A wave of relief settled over him, but not before he got assurances from his Everett lawyer, Mark Mestel.
“I had to wait for Mark to tell me it was all over,” Maxfield said Friday.
The jury deliberated only about two hours after a four-day trial. It heard a strange tale about a series of crimes against Maxfield, ending with him trapped inside the building during the arson.
Maxfield, 44, of Everett came under suspicion soon after the fire. Someone poured gasoline in eight spots inside the salon and left an open 5-gallon gas container about half full not far from the burning spots.
The fire followed a reported robbery and two reported burglaries at the salon in the previous month.
Deputy prosecutor Jim Townsend contended that Maxfield had staged the crimes preceding the Jan. 12 fire, and Maxfield also set the blaze.

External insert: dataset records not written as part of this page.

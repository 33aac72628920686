// Server loop module
// Accepts connections until shutdown is requested, then drains active ones

use std::sync::atomic::{AtomicUsize, Ordering};
use std::sync::Arc;
use std::time::Duration;
use tokio::net::TcpListener;
use tokio::sync::Notify;

use super::connection::{accept_connection, connection_timeout};
use crate::config;
use crate::logger;

const DRAIN_POLL_INTERVAL: Duration = Duration::from_millis(100);

/// Run the accept loop until `shutdown` fires
///
/// After shutdown the listener is closed and in-flight connections get up to
/// one connection timeout to finish.
pub async fn start_server_loop(
    listener: TcpListener,
    state: Arc<config::AppState>,
    active_connections: Arc<AtomicUsize>,
    shutdown: Arc<Notify>,
) -> Result<(), Box<dyn std::error::Error>> {
    loop {
        tokio::select! {
            accept_result = listener.accept() => {
                match accept_result {
                    Ok((stream, peer_addr)) => {
                        accept_connection(stream, peer_addr, &state, &active_connections);
                    }
                    Err(e) => {
                        logger::log_error(&format!("Failed to accept connection: {e}"));
                    }
                }
            }

            () = shutdown.notified() => break,
        }
    }

    drop(listener);
    logger::log_shutdown(active_connections.load(Ordering::SeqCst));

    let deadline = tokio::time::Instant::now() + connection_timeout(&state.config.performance);
    drain_connections(&active_connections, deadline).await;
    Ok(())
}

/// Wait until no connection is active or the deadline passes
async fn drain_connections(active_connections: &AtomicUsize, deadline: tokio::time::Instant) {
    while active_connections.load(Ordering::SeqCst) > 0 {
        if tokio::time::Instant::now() >= deadline {
            logger::log_warning(&format!(
                "Shutdown deadline reached with {} connection(s) still active",
                active_connections.load(Ordering::SeqCst)
            ));
            return;
        }
        tokio::time::sleep(DRAIN_POLL_INTERVAL).await;
    }
}
use std::sync::atomic::AtomicUsize;
use std::sync::Arc;

mod config;
mod error;
mod handler;
mod http;
mod logger;
mod nodes;
mod remote;
mod router;
mod server;
mod telemetry;

use crate::nodes::NodeRegistry;
use crate::remote::http::build_client;
use crate::remote::{HttpWorkerClient, RemoteHandle, WorkerClient};
use crate::router::Router;
use crate::server::{create_reusable_listener, start_server_loop, start_signal_handler, SignalHandler};
use crate::telemetry::{HttpTelemetry, LogTelemetry, TelemetrySink};

fn main() -> Result<(), Box<dyn std::error::Error>> {
    // First argument is the config file path without extension
    let config_path = std::env::args().nth(1).unwrap_or_else(|| "config".to_string());
    let cfg = config::Config::load_from(&config_path)?;
    logger::init(&cfg)?;

    let mut runtime_builder = tokio::runtime::Builder::new_multi_thread();
    runtime_builder.enable_all();

    if let Some(workers) = cfg.server.workers {
        runtime_builder.worker_threads(workers);
        logger::log_config(&format!("Using {workers} worker threads"));
    } else {
        logger::log_config("Using default worker threads (CPU cores)");
    }

    let runtime = runtime_builder.build()?;
    runtime.block_on(async_main(cfg))
}

async fn async_main(cfg: config::Config) -> Result<(), Box<dyn std::error::Error>> {
    let addr = cfg.get_socket_addr()?;
    let listener = create_reusable_listener(addr)?;

    // One connection pool for worker calls and telemetry delivery
    let client = build_client();
    let workers: Arc<dyn WorkerClient> =
        Arc::new(HttpWorkerClient::with_client(client.clone(), cfg.workers.clone()));
    let telemetry: Arc<dyn TelemetrySink> = match cfg.telemetry.endpoint {
        Some(ref endpoint) => Arc::new(HttpTelemetry::new(client, endpoint)),
        None => Arc::new(LogTelemetry),
    };

    let router = Router::new(NodeRegistry::builtin(), workers, telemetry);
    logger::log_server_start(&addr, &cfg, RemoteHandle::ALL.len(), router.nodes().len());

    let state = Arc::new(config::AppState::new(&cfg, router));
    let active_connections = Arc::new(AtomicUsize::new(0));

    let signals = Arc::new(SignalHandler::new());
    start_signal_handler(Arc::clone(&signals))?;

    // Connections are served with spawn_local
    let local = tokio::task::LocalSet::new();
    local
        .run_until(start_server_loop(
            listener,
            state,
            active_connections,
            Arc::clone(&signals.shutdown),
        ))
        .await
}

He was charged with arson on March 28, which shocked him, Maxfield said. An Edmonds police officer was inspecting an open window at the salon the instant the fire ignited, and the patrolman didn’t see anyone else in the area.
Maxfield and his lawyer maintained that someone came into the salon and set the fire. Entry was probably gained when someone knocked on a window at night and Maxfield walked around the building to see who was there.
The fire started while Maxfield was doing some plumbing in the back laundry room at night, he testified.
Maxfield was trapped inside the building, with a board jammed against an inside door and a ski pole jamming the only outside door. Someone also spray-painted graffiti on the side of his truck.
In his closing argument, Mestel criticized the police investigation, saying no one chemically checked the paint on the side of the truck with a spray can found in bushes nearby.
“Do you really think he would burn down his business like this?” Mestel asked the jury. The police and prosecution “essentially have created this story from whole cloth,” he said.
Mestel also told jurors it doesn’t make sense for someone to remain inside a building after a large amount of gasoline has been poured on the floor.
“Max is a lucky man to be alive, and you should find him not guilty,” Mestel told jurors.
Although a motive was not made clear, the state maintained that Maxfield set the fire for a $43,000 insurance claim.
Maxfield said he rebuilt the salon with his own money and hasn’t received a cent from his insurance company. He said he now will seek reimbursement.
“I’m not going to roll over,” he said.